I am one of those people who annoy sales personnel in retail stores. I look at tags. I want to know where it is made. I also like to know how it is made and even who made it. I ask questions. If an adorable, embroidered blouse says “Imported” on the tag, well that just won’t cut it. Imported from where?

“Fast fashion is like fast food. After the sugar rush it just leaves a bad taste in your mouth.” – Livia Firth

We are a culture of speed and expense. Most of us don’t want to be inconvenienced to take the time and spend the extra money to purchase sustainable clothing or anything else sustainable for that matter. In this country almost every town looks the same with identical big box clothing stores selling disposable trendy clothing. You can easily overhear conversations about what a great “deal” someone got on their latest purchase. Well, I can’t help but wonder what type of “deal” the person who made the garment is getting. Are they fairly compensated? Are they appreciated and valued? Are they working in a safe and clean environment? Are they children being exploited as cheap labor?

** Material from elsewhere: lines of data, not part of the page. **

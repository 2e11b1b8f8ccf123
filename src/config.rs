// Copyright (c) 2025 - Cowboy AI, Inc.
//! Service configuration
//!
//! Everything is read from environment variables with local-development
//! defaults:
//!
//! | Variable | Default |
//! |----------|---------|
//! | `NATS_URL` | `nats://localhost:4222` (comma separated for a cluster) |
//! | `NATS_CLIENT_NAME` | `resource-directory` |
//! | `NATS_CONNECT_TIMEOUT_SECS` | `10` |
//! | `SCORE_EXCHANGE_TIMEOUT_MS` | `1000` |
//! | `DATA_EXCHANGE` | `resource-data` |
//! | `NEW_RESOURCE_ROUTING_KEY` | `resource.new` |
//! | `ASSIGNMENT_ROUTING_KEY` / `ASSIGNMENT_QUEUE` | `resource.assignment` / `resource-assignment` |
//! | `DEALLOCATION_ROUTING_KEY` / `DEALLOCATION_QUEUE` | `resource.deallocation` / `resource-deallocation` |
//! | `SCORE_EXCHANGE` / `SCORE_ROUTING_KEY` | `resource-score` / `score.request` |
//! | `SECURITY_EXCHANGE` / `SECURITY_ROUTING_KEY` | `security` / `security.request` |
//! | `STORAGE_BACKEND` | `memory` (or `mongodb`) |
//! | `MONGODB_URI` / `MONGODB_DATABASE` | `mongodb://localhost:27017` / `resource-directory` |

use std::time::Duration;
use thiserror::Error;

use crate::messaging::DEFAULT_EXCHANGE_TIMEOUT;
use crate::nats::NatsConfig;
use crate::subjects::{BrokerTopology, QueueBinding, Route};

/// Configuration errors
#[derive(Debug, Error, PartialEq, Eq)]
pub enum ConfigError {
    #[error("{var} must be a non-negative integer, got '{value}'")]
    InvalidNumber { var: &'static str, value: String },

    #[error("unknown STORAGE_BACKEND '{0}', expected 'memory' or 'mongodb'")]
    UnknownBackend(String),
}

/// Where resources are persisted
#[derive(Debug, Clone, PartialEq, Eq)]
pub enum StorageBackend {
    Memory,
    MongoDb { uri: String, database: String },
}

/// Full service configuration
#[derive(Debug, Clone)]
pub struct DirectoryConfig {
    pub nats: NatsConfig,
    /// Bound on each score exchange
    pub exchange_timeout: Duration,
    pub topology: BrokerTopology,
    pub storage: StorageBackend,
}

impl Default for DirectoryConfig {
    fn default() -> Self {
        Self {
            nats: NatsConfig::default(),
            exchange_timeout: DEFAULT_EXCHANGE_TIMEOUT,
            topology: BrokerTopology::default(),
            storage: StorageBackend::Memory,
        }
    }
}

impl DirectoryConfig {
    /// Load configuration from environment variables
    pub fn from_env() -> Result<Self, ConfigError> {
        Self::from_lookup(|key| std::env::var(key).ok())
    }

    /// Load configuration from an arbitrary key lookup
    pub fn from_lookup<F>(lookup: F) -> Result<Self, ConfigError>
    where
        F: Fn(&str) -> Option<String>,
    {
        let text = |key: &str, default: &str| lookup(key).unwrap_or_else(|| default.to_string());
        let number = |key: &'static str, default: u64| -> Result<u64, ConfigError> {
            match lookup(key) {
                Some(value) => value.trim().parse().map_err(|_| ConfigError::InvalidNumber {
                    var: key,
                    value,
                }),
                None => Ok(default),
            }
        };

        let defaults = Self::default();

        let nats = NatsConfig {
            servers: text("NATS_URL", &defaults.nats.servers.join(","))
                .split(',')
                .map(|s| s.trim().to_string())
                .filter(|s| !s.is_empty())
                .collect(),
            name: text("NATS_CLIENT_NAME", &defaults.nats.name),
            connect_timeout: Duration::from_secs(number(
                "NATS_CONNECT_TIMEOUT_SECS",
                defaults.nats.connect_timeout.as_secs(),
            )?),
            request_timeout: defaults.nats.request_timeout,
        };

        let exchange_timeout = Duration::from_millis(number(
            "SCORE_EXCHANGE_TIMEOUT_MS",
            defaults.exchange_timeout.as_millis() as u64,
        )?);

        let base = defaults.topology;
        let data_exchange = text("DATA_EXCHANGE", &base.data_exchange);
        let topology = BrokerTopology {
            new_resource: Route::new(
                data_exchange.clone(),
                text("NEW_RESOURCE_ROUTING_KEY", &base.new_resource.routing_key),
            ),
            assignment: QueueBinding::new(
                Route::new(
                    data_exchange.clone(),
                    text("ASSIGNMENT_ROUTING_KEY", &base.assignment.route.routing_key),
                ),
                text("ASSIGNMENT_QUEUE", &base.assignment.queue),
            ),
            deallocation: QueueBinding::new(
                Route::new(
                    data_exchange.clone(),
                    text("DEALLOCATION_ROUTING_KEY", &base.deallocation.route.routing_key),
                ),
                text("DEALLOCATION_QUEUE", &base.deallocation.queue),
            ),
            score: Route::new(
                text("SCORE_EXCHANGE", &base.score.exchange),
                text("SCORE_ROUTING_KEY", &base.score.routing_key),
            ),
            security: Route::new(
                text("SECURITY_EXCHANGE", &base.security.exchange),
                text("SECURITY_ROUTING_KEY", &base.security.routing_key),
            ),
            data_exchange,
        };

        let storage = match text("STORAGE_BACKEND", "memory").to_ascii_lowercase().as_str() {
            "memory" => StorageBackend::Memory,
            "mongodb" | "mongo" => StorageBackend::MongoDb {
                uri: text("MONGODB_URI", "mongodb://localhost:27017"),
                database: text("MONGODB_DATABASE", "resource-directory"),
            },
            other => return Err(ConfigError::UnknownBackend(other.to_string())),
        };

        Ok(Self {
            nats,
            exchange_timeout,
            topology,
            storage,
        })
    }
}

#[cfg(test)]
mod tests {
    use super::*;
    use std::collections::HashMap;

    fn config_from(pairs: &[(&str, &str)]) -> Result<DirectoryConfig, ConfigError> {
        let vars: HashMap<String, String> = pairs
            .iter()
            .map(|(k, v)| (k.to_string(), v.to_string()))
            .collect();
        DirectoryConfig::from_lookup(|key| vars.get(key).cloned())
    }

    #[test]
    fn test_defaults() {
        let config = config_from(&[]).unwrap();

        assert_eq!(config.nats.servers, vec!["nats://localhost:4222"]);
        assert_eq!(config.exchange_timeout, Duration::from_millis(1000));
        assert_eq!(config.topology, BrokerTopology::default());
        assert_eq!(config.storage, StorageBackend::Memory);
    }

    #[test]
    fn test_overrides() {
        let config = config_from(&[
            ("NATS_URL", "nats://a:4222, nats://b:4222"),
            ("SCORE_EXCHANGE_TIMEOUT_MS", "250"),
            ("DATA_EXCHANGE", "fleet"),
            ("ASSIGNMENT_QUEUE", "assign-q"),
            ("STORAGE_BACKEND", "MongoDB"),
            ("MONGODB_DATABASE", "fleet-db"),
        ])
        .unwrap();

        assert_eq!(config.nats.servers, vec!["nats://a:4222", "nats://b:4222"]);
        assert_eq!(config.exchange_timeout, Duration::from_millis(250));
        assert_eq!(config.topology.new_resource.subject(), "fleet.resource.new");
        assert_eq!(config.topology.assignment.queue, "assign-q");
        assert_eq!(config.topology.deallocation.route.exchange, "fleet");
        assert_eq!(
            config.storage,
            StorageBackend::MongoDb {
                uri: "mongodb://localhost:27017".to_string(),
                database: "fleet-db".to_string(),
            }
        );
    }

    #[test]
    fn test_invalid_values() {
        assert_eq!(
            config_from(&[("SCORE_EXCHANGE_TIMEOUT_MS", "soon")]).unwrap_err(),
            ConfigError::InvalidNumber {
                var: "SCORE_EXCHANGE_TIMEOUT_MS",
                value: "soon".to_string(),
            }
        );
        assert!(matches!(
            config_from(&[("STORAGE_BACKEND", "postgres")]),
            Err(ConfigError::UnknownBackend(_))
        ));
    }
}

This year I am so excited to participate in the Fashion Revolution which happens April 18-24, 2016. Over 70 countries participate. The idea for Fashion Revolution began on April 24, 2013, when the Rana Plaza in Dhaka, Bangladesh collapsed killing 1,134 people and injuring over 2,500. The building that collapsed housed a garment factory. There are questions whether the garment factory was unsafe due to heavy equipment in an unstable building and if it had too many employees crowded into the space. We need to be concerned with the working conditions of the people making our clothes. This was a tragedy we don’t want to repeat.

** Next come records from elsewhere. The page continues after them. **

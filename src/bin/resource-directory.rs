// Copyright (c) 2025 - Cowboy AI, Inc.
//! Resource Directory Service
//!
//! Connects to NATS, opens the configured resource store and runs the
//! assignment and deallocation listeners until interrupted. The directory
//! it builds is the one the HTTP layer calls into.
//!
//! Run with: cargo run --bin resource-directory
//!
//! Prerequisites:
//! 1. NATS server running (default: localhost:4222)
//! 2. For `STORAGE_BACKEND=mongodb`, a build with `--features mongodb` and a
//!    reachable MongoDB (via MONGODB_URI)

use anyhow::{Context, Result};
use resource_directory::{
    config::{DirectoryConfig, StorageBackend},
    messaging::{MessageProcessor, Messenger, NatsTransport},
    nats::NatsClient,
    repository::{InMemoryResourceRepository, ResourceRepository},
    service::{
        spawn_status_listeners, ResourceDirectory, ResourceDirectoryService, ScoringClient,
        StatusSynchronizer,
    },
};
use std::sync::Arc;
use tracing::{error, info};

async fn open_repository(storage: &StorageBackend) -> Result<Arc<dyn ResourceRepository>> {
    match storage {
        StorageBackend::Memory => {
            info!("Using in-memory resource store");
            Ok(Arc::new(InMemoryResourceRepository::new()))
        }
        #[cfg(feature = "mongodb")]
        StorageBackend::MongoDb { uri, database } => {
            info!(database = %database, "Using MongoDB resource store");
            let repo = resource_directory::repository::MongoResourceRepository::connect(uri, database)
                .await
                .context("Failed to open MongoDB resource store")?;
            Ok(Arc::new(repo))
        }
        #[cfg(not(feature = "mongodb"))]
        StorageBackend::MongoDb { .. } => {
            anyhow::bail!("STORAGE_BACKEND=mongodb requires building with --features mongodb")
        }
    }
}

#[tokio::main]
async fn main() -> Result<()> {
    // Initialize tracing
    tracing_subscriber::fmt()
        .with_env_filter(
            tracing_subscriber::EnvFilter::from_default_env()
                .add_directive(tracing::Level::INFO.into()),
        )
        .init();

    info!("Starting resource directory");

    let config = DirectoryConfig::from_env().context("Invalid configuration")?;
    info!("Configuration loaded:");
    info!("  - NATS servers: {:?}", config.nats.servers);
    info!("  - Score route: {}", config.topology.score);
    info!("  - Resource events: {}", config.topology.new_resource);
    info!("  - Score timeout: {:?}", config.exchange_timeout);

    let client = NatsClient::new(config.nats.clone())
        .await
        .context("Failed to connect to NATS")?;
    let transport = Arc::new(NatsTransport::new(client));
    let messenger = Messenger::with_timeout(transport.clone(), config.exchange_timeout);

    let repository = open_repository(&config.storage).await?;

    let directory = ResourceDirectory::new(
        repository.clone(),
        ScoringClient::new(messenger.clone(), config.topology.score.clone()),
        messenger,
        config.topology.new_resource.clone(),
    );
    let known = directory
        .find_all()
        .await
        .context("Failed to read resource store")?
        .len();
    info!(resources = known, "Directory ready");

    let processor = MessageProcessor::new(transport);
    let listeners = spawn_status_listeners(
        &processor,
        StatusSynchronizer::new(repository),
        &config.topology,
    )
    .await
    .context("Failed to start status listeners")?;
    info!(
        assignment = %config.topology.assignment.route,
        deallocation = %config.topology.deallocation.route,
        "Status listeners running"
    );

    tokio::signal::ctrl_c()
        .await
        .context("Failed to listen for shutdown signal")?;
    info!("Shutdown requested");

    for listener in listeners {
        listener.abort();
        if let Err(e) = listener.await {
            if !e.is_cancelled() {
                error!("Listener task failed: {}", e);
            }
        }
    }

    info!("Resource directory stopped");
    Ok(())
}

“Buy less, choose well, make it last.” – Vivienne Westwood

I first heard about the Fashion Revolution a few weeks ago. I plan to do what I can to help. I will use social media and my voice. I believe we can work together so that our voices can be heard by the fashion industry. We can make change happen, especially if we are willing to commit to voting with our dollars. As we do our shopping it is time for us all to consider quality over quantity, and how and where something is made.